- [INSTRUCTIONS FOR THE TASK]
Lines with the string "CaptureStatus" must each be copied from the listing.

*** DATA EXTRACT ***

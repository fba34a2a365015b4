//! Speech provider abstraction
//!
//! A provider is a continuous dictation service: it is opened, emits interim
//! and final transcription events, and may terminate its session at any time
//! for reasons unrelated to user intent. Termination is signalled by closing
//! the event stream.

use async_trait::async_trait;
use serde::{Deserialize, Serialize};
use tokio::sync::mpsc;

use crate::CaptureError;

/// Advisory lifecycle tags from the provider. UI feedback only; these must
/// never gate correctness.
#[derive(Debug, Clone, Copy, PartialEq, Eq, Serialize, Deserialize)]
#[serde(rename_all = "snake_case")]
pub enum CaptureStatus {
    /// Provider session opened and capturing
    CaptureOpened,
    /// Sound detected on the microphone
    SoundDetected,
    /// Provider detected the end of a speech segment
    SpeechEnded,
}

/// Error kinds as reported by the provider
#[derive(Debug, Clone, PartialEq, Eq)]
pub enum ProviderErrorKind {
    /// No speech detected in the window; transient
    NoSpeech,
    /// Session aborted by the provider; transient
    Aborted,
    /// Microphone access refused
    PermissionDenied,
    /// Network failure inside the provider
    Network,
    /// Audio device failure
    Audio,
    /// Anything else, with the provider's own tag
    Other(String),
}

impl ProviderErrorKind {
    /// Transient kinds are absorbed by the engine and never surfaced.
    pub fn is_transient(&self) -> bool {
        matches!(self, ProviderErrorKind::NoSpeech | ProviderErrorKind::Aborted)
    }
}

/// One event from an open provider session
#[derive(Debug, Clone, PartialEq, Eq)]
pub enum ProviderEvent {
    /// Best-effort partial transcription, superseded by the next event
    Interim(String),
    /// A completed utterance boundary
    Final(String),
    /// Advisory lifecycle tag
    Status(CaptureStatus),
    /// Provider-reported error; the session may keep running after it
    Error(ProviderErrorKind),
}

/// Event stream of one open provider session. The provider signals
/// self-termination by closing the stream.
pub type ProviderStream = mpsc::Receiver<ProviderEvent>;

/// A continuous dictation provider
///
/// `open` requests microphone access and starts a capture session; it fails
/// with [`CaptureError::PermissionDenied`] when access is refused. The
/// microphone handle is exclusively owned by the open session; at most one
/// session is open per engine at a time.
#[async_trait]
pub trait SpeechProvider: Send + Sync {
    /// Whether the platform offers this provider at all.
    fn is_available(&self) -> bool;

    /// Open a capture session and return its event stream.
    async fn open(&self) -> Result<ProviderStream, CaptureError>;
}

*** End of DATA EXTRACT ***

- [EXERCISE RESPONSE]
pub enum CaptureStatus {
    Status(CaptureStatus),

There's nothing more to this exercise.